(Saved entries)
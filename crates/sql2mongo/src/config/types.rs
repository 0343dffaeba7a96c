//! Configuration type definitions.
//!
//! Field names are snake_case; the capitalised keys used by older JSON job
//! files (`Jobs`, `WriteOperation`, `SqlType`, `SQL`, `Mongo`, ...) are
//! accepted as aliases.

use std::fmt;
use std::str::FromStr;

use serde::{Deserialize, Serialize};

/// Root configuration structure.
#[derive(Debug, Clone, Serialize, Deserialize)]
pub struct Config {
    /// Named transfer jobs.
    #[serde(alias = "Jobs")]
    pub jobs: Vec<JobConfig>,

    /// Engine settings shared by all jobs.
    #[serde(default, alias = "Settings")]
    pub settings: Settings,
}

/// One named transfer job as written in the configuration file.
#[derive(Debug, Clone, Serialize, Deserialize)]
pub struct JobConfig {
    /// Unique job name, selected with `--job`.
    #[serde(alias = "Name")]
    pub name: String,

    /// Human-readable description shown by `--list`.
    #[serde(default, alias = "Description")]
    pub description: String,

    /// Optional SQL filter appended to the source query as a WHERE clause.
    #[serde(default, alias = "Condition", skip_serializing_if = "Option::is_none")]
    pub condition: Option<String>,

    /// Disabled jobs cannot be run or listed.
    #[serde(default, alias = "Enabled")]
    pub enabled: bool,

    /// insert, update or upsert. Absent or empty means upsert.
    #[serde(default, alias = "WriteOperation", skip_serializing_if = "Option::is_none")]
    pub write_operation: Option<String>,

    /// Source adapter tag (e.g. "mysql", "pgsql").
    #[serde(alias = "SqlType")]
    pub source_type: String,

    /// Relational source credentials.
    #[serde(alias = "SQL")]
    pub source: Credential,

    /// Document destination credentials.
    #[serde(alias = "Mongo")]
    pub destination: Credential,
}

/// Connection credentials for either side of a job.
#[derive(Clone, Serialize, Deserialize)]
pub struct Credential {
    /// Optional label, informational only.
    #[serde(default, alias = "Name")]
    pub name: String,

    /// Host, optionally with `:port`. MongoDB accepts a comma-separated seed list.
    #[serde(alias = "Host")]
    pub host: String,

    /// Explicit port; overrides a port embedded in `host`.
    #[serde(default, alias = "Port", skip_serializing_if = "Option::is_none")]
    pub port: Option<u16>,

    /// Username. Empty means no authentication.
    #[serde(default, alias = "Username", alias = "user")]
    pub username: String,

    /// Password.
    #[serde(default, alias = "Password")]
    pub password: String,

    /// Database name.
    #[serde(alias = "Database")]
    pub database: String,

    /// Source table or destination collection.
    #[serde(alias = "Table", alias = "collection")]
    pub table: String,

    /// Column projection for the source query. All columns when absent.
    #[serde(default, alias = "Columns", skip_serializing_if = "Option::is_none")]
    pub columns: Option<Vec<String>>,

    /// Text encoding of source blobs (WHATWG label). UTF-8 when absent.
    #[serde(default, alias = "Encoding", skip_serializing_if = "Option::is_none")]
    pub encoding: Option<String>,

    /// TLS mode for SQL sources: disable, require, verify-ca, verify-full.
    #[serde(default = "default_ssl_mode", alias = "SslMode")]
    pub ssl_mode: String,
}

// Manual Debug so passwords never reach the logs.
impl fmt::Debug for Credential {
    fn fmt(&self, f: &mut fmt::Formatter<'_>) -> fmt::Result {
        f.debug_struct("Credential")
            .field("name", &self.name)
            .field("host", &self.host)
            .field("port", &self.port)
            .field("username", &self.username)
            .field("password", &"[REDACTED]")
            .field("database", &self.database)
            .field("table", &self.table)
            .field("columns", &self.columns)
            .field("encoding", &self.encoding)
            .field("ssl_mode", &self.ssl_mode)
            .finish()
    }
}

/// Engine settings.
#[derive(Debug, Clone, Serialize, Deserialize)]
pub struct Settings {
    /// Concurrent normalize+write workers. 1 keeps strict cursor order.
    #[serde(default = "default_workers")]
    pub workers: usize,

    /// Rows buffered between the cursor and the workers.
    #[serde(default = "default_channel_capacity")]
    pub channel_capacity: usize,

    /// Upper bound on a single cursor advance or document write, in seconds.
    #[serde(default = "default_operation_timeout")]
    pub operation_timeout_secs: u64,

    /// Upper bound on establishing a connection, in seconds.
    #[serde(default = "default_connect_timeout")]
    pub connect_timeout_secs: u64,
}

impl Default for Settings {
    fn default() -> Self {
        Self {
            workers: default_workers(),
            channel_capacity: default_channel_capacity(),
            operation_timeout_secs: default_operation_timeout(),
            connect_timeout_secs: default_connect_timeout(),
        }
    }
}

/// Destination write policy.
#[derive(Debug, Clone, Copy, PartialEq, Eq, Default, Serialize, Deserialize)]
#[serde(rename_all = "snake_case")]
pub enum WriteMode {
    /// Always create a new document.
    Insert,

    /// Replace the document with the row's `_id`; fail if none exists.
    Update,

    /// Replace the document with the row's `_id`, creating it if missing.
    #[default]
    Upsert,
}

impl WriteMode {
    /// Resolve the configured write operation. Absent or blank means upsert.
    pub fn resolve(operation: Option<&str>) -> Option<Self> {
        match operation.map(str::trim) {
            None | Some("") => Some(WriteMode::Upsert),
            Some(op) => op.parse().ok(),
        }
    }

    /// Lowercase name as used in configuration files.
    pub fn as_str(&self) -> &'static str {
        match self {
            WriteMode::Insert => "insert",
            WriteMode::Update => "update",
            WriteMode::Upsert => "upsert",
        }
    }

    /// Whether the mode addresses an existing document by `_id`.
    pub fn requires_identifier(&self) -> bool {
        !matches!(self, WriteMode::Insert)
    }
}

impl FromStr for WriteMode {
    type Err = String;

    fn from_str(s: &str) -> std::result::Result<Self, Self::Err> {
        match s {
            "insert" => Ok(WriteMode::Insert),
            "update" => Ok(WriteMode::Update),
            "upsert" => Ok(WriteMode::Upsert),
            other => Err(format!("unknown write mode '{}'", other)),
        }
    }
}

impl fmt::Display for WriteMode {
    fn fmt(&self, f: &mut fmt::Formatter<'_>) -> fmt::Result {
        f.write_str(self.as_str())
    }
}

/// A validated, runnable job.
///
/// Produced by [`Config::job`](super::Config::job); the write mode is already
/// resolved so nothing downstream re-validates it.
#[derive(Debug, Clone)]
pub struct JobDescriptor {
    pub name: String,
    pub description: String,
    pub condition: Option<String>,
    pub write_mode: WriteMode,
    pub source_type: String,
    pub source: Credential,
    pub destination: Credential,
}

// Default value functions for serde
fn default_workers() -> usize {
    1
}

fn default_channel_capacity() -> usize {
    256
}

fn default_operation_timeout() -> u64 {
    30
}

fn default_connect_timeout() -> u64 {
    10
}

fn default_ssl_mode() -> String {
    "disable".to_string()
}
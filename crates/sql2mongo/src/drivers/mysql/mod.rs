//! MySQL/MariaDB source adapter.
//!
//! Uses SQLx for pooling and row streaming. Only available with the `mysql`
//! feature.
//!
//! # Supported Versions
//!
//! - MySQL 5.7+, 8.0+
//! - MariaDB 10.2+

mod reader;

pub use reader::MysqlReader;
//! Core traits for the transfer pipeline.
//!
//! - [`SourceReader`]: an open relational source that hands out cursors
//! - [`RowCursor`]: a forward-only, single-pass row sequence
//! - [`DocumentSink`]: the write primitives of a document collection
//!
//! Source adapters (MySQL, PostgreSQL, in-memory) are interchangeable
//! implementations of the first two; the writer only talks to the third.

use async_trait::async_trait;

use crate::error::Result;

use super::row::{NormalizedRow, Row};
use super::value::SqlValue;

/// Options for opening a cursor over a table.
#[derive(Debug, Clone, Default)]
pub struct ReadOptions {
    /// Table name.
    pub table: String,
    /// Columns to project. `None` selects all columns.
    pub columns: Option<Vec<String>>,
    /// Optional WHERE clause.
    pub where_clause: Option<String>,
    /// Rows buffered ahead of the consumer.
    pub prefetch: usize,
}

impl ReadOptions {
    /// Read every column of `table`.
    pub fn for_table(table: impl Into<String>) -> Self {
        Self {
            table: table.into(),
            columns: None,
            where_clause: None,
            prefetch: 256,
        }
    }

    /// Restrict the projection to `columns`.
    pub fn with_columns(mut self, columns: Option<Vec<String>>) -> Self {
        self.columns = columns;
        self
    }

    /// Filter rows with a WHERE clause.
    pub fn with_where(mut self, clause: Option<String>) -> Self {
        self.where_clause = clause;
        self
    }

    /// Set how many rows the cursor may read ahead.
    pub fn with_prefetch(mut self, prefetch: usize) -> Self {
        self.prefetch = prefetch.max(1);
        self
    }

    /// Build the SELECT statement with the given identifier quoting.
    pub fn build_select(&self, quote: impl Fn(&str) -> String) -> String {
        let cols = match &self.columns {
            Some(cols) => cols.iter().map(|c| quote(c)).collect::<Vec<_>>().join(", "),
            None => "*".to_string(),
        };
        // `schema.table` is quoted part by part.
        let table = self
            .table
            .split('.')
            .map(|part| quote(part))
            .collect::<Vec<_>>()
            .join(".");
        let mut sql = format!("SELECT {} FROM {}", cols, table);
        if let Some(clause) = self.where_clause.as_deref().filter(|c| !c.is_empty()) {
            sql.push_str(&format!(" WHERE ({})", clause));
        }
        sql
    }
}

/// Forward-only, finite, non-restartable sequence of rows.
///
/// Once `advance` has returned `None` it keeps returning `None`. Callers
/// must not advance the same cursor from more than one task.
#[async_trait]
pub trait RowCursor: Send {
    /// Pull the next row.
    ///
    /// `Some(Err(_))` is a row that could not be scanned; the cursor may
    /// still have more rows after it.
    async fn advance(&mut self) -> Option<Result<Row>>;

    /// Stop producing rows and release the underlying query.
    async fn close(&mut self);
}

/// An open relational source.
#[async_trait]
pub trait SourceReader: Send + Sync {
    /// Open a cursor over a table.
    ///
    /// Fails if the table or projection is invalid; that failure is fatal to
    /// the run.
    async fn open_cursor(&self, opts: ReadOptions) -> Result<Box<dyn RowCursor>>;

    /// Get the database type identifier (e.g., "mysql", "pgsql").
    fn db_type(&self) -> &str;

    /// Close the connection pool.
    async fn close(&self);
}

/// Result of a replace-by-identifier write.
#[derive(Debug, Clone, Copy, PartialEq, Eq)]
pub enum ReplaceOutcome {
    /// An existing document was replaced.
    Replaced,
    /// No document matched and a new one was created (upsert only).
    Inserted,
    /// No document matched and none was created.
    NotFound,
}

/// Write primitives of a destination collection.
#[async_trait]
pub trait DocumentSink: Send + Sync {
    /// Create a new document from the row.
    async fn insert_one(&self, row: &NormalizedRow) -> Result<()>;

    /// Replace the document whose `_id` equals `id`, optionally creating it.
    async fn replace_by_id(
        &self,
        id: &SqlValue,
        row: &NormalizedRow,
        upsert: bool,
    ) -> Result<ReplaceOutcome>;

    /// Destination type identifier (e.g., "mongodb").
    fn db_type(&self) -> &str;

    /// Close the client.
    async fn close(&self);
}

_Exercise details_
Looking at the data above, give the number of lines that include "enum"; add nothing else.

_Exercise response_
2